- _Work to complete_
In the entries that follow, how many lines include the string "Option"? The answer is the number only.

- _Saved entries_

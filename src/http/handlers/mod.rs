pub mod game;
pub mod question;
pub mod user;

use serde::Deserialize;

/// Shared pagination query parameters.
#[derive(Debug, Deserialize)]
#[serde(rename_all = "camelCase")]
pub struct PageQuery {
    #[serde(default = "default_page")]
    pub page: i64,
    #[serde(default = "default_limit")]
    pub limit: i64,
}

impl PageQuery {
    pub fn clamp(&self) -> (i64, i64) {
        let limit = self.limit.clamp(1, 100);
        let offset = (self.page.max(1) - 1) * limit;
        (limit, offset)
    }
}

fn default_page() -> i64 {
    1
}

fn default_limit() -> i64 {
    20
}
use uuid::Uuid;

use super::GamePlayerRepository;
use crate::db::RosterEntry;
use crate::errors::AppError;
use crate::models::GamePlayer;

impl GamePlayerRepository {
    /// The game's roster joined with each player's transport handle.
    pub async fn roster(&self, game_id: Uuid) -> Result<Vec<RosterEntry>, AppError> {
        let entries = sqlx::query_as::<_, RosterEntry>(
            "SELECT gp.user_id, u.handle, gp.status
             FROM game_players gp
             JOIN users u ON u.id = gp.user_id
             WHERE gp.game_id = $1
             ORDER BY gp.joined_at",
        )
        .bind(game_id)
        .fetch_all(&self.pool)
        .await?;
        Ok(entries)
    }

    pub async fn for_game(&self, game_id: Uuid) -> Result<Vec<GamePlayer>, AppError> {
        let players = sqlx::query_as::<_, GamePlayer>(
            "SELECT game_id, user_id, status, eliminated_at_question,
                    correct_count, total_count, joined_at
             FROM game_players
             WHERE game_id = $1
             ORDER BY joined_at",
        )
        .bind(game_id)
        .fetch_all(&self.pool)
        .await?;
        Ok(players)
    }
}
...
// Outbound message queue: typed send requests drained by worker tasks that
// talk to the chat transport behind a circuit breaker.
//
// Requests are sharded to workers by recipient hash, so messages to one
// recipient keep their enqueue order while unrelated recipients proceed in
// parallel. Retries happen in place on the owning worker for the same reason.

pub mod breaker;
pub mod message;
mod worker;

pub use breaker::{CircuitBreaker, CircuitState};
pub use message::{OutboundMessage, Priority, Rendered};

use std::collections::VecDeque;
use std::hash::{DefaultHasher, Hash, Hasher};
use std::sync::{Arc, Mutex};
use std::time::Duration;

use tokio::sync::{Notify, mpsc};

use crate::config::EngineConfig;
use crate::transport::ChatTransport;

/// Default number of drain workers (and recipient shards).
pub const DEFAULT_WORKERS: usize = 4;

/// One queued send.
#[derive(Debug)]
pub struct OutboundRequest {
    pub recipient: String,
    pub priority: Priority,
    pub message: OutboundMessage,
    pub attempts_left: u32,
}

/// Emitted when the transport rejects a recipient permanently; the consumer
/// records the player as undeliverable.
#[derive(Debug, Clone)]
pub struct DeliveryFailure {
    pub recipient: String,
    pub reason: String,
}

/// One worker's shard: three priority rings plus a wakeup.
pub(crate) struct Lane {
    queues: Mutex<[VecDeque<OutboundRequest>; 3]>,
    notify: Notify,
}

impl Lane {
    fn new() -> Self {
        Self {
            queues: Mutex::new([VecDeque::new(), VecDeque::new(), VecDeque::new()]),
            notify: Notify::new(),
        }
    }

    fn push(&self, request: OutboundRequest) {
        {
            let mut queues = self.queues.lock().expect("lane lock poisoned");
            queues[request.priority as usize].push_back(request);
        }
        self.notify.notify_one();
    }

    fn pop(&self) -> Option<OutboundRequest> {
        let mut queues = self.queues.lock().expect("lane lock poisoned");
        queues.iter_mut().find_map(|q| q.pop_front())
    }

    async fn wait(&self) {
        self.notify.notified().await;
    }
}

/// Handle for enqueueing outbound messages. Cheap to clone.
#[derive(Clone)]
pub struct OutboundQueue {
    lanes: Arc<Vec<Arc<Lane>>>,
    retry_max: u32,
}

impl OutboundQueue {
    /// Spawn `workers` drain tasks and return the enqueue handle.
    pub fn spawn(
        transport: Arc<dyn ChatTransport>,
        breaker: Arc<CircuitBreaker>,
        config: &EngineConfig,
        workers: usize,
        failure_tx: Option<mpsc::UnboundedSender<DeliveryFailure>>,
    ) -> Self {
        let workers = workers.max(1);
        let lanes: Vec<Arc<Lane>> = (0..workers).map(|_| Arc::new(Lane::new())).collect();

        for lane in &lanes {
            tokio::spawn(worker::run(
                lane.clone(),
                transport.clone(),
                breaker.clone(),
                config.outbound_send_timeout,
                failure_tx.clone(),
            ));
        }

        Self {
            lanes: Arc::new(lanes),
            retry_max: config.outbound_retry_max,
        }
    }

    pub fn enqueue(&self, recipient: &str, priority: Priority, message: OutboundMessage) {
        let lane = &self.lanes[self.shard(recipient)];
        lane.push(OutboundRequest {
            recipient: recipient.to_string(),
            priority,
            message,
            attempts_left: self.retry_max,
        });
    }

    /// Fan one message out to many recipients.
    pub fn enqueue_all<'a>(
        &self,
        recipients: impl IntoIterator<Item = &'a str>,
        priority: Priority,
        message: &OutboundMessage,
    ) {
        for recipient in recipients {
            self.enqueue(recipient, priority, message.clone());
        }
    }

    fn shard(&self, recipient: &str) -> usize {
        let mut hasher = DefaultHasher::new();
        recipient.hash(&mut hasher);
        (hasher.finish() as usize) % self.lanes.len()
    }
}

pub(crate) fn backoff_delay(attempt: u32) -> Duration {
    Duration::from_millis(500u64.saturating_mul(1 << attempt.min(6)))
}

- _Answer_
2